**Problem to solve:** Among the entries below, find every line that has "await" and pull it out.

Stored items
>>>>>

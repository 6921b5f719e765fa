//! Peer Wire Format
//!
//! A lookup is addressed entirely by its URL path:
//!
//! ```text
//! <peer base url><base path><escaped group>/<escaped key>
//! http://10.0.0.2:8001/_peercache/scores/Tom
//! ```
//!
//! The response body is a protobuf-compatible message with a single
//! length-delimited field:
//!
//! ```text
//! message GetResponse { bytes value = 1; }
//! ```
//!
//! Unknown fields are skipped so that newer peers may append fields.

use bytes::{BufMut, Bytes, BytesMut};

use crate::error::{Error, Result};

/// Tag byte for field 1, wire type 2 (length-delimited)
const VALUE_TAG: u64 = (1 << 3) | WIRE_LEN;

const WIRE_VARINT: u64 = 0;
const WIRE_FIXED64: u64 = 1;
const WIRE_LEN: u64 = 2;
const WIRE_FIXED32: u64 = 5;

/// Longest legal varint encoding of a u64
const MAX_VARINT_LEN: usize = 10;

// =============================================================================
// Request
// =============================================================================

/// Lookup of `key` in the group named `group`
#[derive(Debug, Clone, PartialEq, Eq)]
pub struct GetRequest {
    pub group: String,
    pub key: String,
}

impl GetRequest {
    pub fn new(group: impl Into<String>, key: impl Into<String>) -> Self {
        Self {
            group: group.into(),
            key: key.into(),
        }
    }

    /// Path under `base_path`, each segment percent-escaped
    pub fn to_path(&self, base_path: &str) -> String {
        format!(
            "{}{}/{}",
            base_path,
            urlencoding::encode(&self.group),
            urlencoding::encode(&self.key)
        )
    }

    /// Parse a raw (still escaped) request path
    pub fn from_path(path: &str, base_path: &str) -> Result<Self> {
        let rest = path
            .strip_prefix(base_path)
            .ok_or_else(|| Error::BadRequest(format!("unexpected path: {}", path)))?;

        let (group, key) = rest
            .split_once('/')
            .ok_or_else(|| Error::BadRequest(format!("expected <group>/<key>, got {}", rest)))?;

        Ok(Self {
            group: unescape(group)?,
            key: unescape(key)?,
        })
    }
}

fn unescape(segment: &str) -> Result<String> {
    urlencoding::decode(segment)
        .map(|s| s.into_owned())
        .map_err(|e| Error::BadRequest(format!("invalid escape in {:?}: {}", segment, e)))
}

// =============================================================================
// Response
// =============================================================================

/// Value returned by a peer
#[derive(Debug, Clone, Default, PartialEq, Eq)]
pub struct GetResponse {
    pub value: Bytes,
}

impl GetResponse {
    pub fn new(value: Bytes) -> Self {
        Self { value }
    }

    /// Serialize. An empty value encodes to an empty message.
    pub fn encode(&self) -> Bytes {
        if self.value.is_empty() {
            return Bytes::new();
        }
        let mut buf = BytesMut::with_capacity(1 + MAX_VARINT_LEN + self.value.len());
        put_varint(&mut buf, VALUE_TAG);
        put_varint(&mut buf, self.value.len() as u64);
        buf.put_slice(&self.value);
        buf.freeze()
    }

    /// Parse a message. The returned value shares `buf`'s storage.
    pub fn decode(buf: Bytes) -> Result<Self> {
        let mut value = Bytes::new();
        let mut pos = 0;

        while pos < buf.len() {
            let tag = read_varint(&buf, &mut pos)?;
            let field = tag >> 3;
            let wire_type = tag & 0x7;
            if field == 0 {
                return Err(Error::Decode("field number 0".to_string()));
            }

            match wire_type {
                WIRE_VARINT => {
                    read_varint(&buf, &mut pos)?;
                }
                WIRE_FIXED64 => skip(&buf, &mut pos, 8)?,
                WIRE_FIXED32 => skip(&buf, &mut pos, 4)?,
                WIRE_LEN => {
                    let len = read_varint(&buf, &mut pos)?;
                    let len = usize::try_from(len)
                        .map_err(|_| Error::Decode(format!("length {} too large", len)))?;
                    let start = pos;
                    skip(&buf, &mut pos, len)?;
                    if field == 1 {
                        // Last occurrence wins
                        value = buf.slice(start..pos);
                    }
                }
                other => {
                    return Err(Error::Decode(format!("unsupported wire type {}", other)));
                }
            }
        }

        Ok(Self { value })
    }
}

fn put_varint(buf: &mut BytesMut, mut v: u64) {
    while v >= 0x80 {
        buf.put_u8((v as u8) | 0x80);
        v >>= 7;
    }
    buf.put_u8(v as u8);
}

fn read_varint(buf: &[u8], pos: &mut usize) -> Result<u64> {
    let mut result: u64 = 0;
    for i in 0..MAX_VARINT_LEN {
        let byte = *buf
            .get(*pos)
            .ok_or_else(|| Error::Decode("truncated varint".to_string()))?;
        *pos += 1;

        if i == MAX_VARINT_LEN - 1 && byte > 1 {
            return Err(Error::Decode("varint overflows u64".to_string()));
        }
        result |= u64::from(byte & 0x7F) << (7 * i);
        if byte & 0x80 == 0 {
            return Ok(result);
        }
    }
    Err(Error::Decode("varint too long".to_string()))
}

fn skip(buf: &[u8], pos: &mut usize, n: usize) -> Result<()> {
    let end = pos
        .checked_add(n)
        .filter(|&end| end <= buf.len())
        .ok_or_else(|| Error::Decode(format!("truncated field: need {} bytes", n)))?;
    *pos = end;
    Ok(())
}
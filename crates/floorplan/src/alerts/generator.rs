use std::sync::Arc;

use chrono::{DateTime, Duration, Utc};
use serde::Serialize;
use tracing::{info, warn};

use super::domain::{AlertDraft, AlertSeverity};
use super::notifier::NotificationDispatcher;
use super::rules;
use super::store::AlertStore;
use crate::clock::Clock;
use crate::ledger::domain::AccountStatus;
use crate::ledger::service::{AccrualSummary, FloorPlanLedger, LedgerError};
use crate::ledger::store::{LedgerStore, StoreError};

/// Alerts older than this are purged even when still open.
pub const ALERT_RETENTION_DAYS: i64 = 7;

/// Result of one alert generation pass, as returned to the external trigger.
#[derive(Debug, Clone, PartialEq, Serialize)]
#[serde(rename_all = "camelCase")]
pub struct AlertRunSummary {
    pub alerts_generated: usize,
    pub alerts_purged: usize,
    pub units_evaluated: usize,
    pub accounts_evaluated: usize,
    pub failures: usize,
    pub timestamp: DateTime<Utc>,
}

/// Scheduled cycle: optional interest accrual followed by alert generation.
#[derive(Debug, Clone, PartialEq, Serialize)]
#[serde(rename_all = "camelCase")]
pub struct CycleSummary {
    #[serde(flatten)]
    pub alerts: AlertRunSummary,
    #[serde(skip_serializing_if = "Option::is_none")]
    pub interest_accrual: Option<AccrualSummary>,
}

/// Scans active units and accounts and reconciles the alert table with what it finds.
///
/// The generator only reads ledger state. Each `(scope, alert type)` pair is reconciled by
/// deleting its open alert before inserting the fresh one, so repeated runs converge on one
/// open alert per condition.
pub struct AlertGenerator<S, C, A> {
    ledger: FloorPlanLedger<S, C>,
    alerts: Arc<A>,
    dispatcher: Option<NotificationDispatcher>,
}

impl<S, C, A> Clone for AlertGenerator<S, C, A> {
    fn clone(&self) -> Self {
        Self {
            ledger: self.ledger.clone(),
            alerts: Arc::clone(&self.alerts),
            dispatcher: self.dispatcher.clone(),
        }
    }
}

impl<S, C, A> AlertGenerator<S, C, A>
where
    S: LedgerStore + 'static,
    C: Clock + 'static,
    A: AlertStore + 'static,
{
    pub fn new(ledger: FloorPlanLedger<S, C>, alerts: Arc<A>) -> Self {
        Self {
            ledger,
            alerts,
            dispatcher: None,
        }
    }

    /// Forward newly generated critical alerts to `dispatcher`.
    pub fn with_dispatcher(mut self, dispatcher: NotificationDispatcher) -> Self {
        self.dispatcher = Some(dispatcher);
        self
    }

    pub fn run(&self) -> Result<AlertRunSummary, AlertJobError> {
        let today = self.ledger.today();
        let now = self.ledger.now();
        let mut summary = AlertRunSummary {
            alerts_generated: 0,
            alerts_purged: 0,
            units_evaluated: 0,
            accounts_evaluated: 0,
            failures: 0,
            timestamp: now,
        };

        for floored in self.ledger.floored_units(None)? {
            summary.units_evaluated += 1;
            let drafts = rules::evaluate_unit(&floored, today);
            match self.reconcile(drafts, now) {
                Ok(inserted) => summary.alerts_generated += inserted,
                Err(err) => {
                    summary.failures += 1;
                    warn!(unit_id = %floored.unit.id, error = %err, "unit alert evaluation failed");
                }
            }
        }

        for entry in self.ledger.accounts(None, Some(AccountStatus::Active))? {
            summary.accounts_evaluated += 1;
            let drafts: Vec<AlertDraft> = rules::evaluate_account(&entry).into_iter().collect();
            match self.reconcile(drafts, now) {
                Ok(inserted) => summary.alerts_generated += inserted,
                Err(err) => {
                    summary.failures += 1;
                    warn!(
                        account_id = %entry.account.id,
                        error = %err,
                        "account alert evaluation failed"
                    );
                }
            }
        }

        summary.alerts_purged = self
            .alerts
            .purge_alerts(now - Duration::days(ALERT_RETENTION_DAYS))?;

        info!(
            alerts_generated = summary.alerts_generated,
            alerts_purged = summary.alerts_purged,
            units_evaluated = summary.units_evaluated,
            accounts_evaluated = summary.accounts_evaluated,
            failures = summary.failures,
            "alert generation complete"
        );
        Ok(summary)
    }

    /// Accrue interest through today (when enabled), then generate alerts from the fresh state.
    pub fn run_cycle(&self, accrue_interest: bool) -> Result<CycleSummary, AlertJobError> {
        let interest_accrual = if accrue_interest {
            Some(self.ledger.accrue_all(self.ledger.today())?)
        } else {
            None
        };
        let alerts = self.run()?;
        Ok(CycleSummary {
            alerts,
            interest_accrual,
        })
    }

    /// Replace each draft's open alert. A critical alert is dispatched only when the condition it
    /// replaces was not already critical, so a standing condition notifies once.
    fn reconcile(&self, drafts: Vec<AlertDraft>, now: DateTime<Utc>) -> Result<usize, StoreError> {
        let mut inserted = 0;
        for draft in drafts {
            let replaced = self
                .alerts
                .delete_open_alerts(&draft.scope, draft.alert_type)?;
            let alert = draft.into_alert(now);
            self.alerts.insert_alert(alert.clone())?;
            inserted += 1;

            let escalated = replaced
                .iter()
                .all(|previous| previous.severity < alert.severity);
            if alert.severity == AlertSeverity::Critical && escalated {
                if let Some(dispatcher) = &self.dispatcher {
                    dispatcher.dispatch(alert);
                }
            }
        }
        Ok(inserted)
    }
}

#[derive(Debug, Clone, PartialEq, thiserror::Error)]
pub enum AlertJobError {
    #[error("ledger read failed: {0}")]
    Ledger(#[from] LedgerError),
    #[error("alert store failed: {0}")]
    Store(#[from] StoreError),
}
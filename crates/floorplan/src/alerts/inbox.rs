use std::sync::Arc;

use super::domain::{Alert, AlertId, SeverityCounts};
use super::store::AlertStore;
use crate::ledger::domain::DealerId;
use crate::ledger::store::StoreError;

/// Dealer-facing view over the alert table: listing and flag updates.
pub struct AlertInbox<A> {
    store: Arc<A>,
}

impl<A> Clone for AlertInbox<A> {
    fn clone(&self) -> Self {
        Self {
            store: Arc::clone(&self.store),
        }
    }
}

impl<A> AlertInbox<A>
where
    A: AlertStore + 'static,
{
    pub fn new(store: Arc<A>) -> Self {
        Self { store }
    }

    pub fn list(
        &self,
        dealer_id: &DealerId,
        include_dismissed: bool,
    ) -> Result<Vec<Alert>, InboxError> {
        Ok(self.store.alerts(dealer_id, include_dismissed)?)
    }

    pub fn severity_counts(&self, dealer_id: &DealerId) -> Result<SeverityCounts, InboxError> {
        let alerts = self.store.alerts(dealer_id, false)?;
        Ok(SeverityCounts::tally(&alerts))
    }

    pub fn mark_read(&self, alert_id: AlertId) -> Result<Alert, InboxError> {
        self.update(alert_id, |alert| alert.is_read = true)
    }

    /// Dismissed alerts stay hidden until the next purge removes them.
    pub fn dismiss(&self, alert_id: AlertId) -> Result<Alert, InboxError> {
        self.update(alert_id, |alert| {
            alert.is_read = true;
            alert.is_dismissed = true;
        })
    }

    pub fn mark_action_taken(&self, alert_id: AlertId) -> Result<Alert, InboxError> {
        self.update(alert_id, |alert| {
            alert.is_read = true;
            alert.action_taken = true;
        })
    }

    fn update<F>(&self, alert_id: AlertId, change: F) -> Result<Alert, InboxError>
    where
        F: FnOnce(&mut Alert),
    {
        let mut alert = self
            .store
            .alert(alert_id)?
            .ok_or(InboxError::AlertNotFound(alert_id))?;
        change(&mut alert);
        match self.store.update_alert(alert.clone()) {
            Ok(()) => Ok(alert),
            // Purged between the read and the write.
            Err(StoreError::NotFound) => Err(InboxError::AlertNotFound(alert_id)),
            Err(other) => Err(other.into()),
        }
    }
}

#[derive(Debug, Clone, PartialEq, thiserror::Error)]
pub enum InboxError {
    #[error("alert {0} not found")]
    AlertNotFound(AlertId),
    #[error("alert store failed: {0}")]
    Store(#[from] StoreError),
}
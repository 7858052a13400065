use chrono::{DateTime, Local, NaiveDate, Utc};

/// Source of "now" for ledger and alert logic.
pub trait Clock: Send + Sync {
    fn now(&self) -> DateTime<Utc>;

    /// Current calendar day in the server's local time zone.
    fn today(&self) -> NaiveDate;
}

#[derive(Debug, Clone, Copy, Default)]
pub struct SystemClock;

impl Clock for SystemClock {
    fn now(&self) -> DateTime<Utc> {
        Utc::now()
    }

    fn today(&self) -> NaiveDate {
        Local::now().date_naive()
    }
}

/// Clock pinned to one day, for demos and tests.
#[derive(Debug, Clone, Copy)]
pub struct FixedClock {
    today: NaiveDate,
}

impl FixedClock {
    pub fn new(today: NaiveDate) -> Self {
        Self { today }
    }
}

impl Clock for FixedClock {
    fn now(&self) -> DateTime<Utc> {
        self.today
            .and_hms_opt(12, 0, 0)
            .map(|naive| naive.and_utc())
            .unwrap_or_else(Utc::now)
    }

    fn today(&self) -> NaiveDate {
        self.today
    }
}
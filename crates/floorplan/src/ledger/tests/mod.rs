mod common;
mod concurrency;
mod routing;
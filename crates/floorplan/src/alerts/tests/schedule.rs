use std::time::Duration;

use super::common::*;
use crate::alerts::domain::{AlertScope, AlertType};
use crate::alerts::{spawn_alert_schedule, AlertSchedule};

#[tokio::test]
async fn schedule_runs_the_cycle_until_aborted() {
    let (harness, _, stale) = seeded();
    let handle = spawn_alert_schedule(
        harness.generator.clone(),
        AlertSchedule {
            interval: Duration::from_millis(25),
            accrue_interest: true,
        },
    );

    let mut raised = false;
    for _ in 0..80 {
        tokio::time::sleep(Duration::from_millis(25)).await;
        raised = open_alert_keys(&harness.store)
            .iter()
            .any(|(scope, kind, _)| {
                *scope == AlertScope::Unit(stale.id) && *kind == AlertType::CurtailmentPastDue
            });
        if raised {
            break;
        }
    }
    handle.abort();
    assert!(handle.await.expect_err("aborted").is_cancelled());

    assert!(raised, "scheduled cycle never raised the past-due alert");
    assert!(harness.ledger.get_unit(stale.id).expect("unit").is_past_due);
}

<<<<<

**Result of this exercise:**
        tokio::time::sleep(Duration::from_millis(25)).await;
    assert!(handle.await.expect_err("aborted").is_cancelled());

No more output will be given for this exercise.